Ischemia-mediated neuronal injury

Abstract

Resuscitation of the brain after a period of global ischemia is limited by two classes of post-ischemic pathologies: hemodynamic disturbances which prevent the adequate re-oxygenation of the ischemic brain, and metabolic disturbances which may lead to delayed neuronal death in so-called selectively vulnerable brain regions. The hemodynamic disturbances can be classified into the no-reflow phenomenon and the post-ischemic hypoperfusion syndrome.
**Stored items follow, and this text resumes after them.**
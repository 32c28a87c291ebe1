use std::sync::Arc;

use anyhow::{Context, Result};
use chrono::{DateTime, Local, Utc};
use jukebox_proto::Event;
use tokio::sync::RwLock;
use tokio::task::JoinHandle;
use tokio::time::{interval, Duration};
use tracing::{debug, info, warn};

use crate::service::KioskService;
use crate::system_control::NotificationLevel;

/// Periodic schedule and time-limit enforcement
pub struct ListeningEnforcementTask {
    service: Arc<KioskService>,
    warning_minutes: u32,
    last_warning_sent: RwLock<bool>,
    blocked: RwLock<bool>,
}

impl ListeningEnforcementTask {
    pub fn new(service: Arc<KioskService>, warning_minutes: u32) -> Self {
        Self {
            service,
            warning_minutes,
            last_warning_sent: RwLock::new(false),
            blocked: RwLock::new(false),
        }
    }

    pub fn spawn(self, period: Duration) -> JoinHandle<()> {
        tokio::spawn(async move {
            let mut ticker = interval(period);
            info!("Listening enforcement started ({:?} interval)", period);

            loop {
                ticker.tick().await;
                if let Err(e) = self.check_and_enforce(Local::now()).await {
                    warn!("Listening enforcement error: {:#}", e);
                }
            }
        })
    }

    /// Run one iteration of the enforcement check
    pub async fn check_and_enforce(&self, now: DateTime<Local>) -> Result<()> {
        let decision = self.service.evaluate(now).await;

        if decision.allowed {
            let mut blocked = self.blocked.write().await;
            if *blocked {
                info!("Listening allowed again");
                *blocked = false;
            }
            drop(blocked);

            match self.service.upcoming_warning(now, self.warning_minutes).await {
                Some(message) => {
                    let mut warning_sent = self.last_warning_sent.write().await;
                    if !*warning_sent {
                        self.send_warning(&message).await;
                        *warning_sent = true;
                    }
                }
                None => *self.last_warning_sent.write().await = false,
            }
            return Ok(());
        }

        let reason =
            decision.reason.unwrap_or_else(|| "Listening is not allowed right now".to_string());

        if self.service.is_playing().await {
            warn!("Stopping playback: {}", reason);
            self.service.music().pause().await.context("Failed to pause playback")?;
            let event = Event::listening_blocked(reason.clone(), decision.next_window.clone());
            self.service.publish(event);
        }

        if self.service.finish_session(now).await.is_some() {
            debug!("Closed listening session after block");
        }

        let mut blocked = self.blocked.write().await;
        if !*blocked {
            self.send_block_notification(&reason, decision.next_window.as_deref()).await;
            *blocked = true;
        }
        Ok(())
    }

    async fn send_warning(&self, message: &str) {
        info!("Sending listening time warning: {}", message);
        self.service.publish(Event::TimeLimitWarning {
            message: message.to_string(),
            timestamp: Utc::now(),
        });
        self.service
            .system()
            .notify_user("Music time ending soon", message, NotificationLevel::Warning)
            .await;
    }

    async fn send_block_notification(&self, reason: &str, next_window: Option<&str>) {
        let message = match next_window {
            Some(next) => format!("{}\n\nMusic is back at {}", reason, next),
            None => reason.to_string(),
        };
        self.service
            .system()
            .notify_user("Music time is over", &message, NotificationLevel::Blocked)
            .await;
    }
}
The no-reflow phenomenon results from a combination of increased blood viscosity and perivascular edema; the severity increases with the duration of ischemia, and the treatment is by combining arterial hypertension with dehydration and anticoagulation. The post-ischemic hypoperfusion syndrome is independent of the duration of ischemia, it develops after a delay and is due to an impairment of the metabolic/hemodynamic coupling mechanisms; there is no specific treatment at the present. The most important metabolic disturbance leading to delayed neuronal death is prolonged inhibition of protein synthesis. The injury is manifested already after 5 min ischemia but it progresses little if ischemia is prolonged to 1 h. Inhibition occurs at the translation level due to selective inhibition of polypeptide chain initiation. After brief periods of ischemia, the disturbance can be reversed by various anesthetics and hypothermia but there is no treatment if ischemia is prolonged. Exitotoxity, free radical-mediated reactions, disturbances of polyamine metabolism, acidosis and selective disturbances of gene expression may also be involved but are probably of lesser importance.